The port director told Al-Monitor that few attempts at smuggling had been made since the much-publicized military reinforcements and new measures compared with previous years. However, three drones with cameras were found during one inspection.

Janabi said Iraqi nationals were the ones that had been trying to smuggle them through the port. He declined to say where the drones were from or where they were intended to end up, simply noting that an investigation was underway.

Drones have taken on an ever more prominent role in recent years in incidents between the United States and Iran-allied groups in Iraq and in IS attacks.

A government official who asked not to be named as he did not have permission to speak on the matter told Al-Monitor that, meanwhile, discussions were underway between Iraq and the United Arab Emirates about opening a direct shipping line between the UAE and the Umm Qasr Port.

In October, it was announced that the first shipping line between Oman and Iraq’s Umm Qasr had also opened.

Meanwhile, the massive project for the Faw Port further southeast near the Iranian border is considered strategic to Iraq’s future.

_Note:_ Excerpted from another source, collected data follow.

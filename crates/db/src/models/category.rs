//! Category model.

use aidy_core::types::{DbId, Timestamp};
use serde::{Deserialize, Serialize};
use sqlx::FromRow;

/// A row from the `categories` table.
#[derive(Debug, Clone, Serialize, Deserialize, FromRow)]
pub struct Category {
    pub id: DbId,
    pub name: String,
    pub created_at: Timestamp,
}

/// Request body for creating or renaming a category.
///
/// `name` is optional here so a missing field reports the same validation
/// message as a blank one.
#[derive(Debug, Default, Deserialize)]
pub struct CategoryName {
    #[serde(default)]
    pub name: Option<String>,
}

When finished, it will be one of the world’s 12 largest ports.

The hope that increased security of the key port will lead to a sharp drop in corruption, coming to the aid of the country’s bleak financial situation and restoring international investor confidence, seems to be bearing fruit thus far.

Janabi pointed out that though outlaw groups may make use of other strategies, striking a blow to even one major income stream could have a significant effect.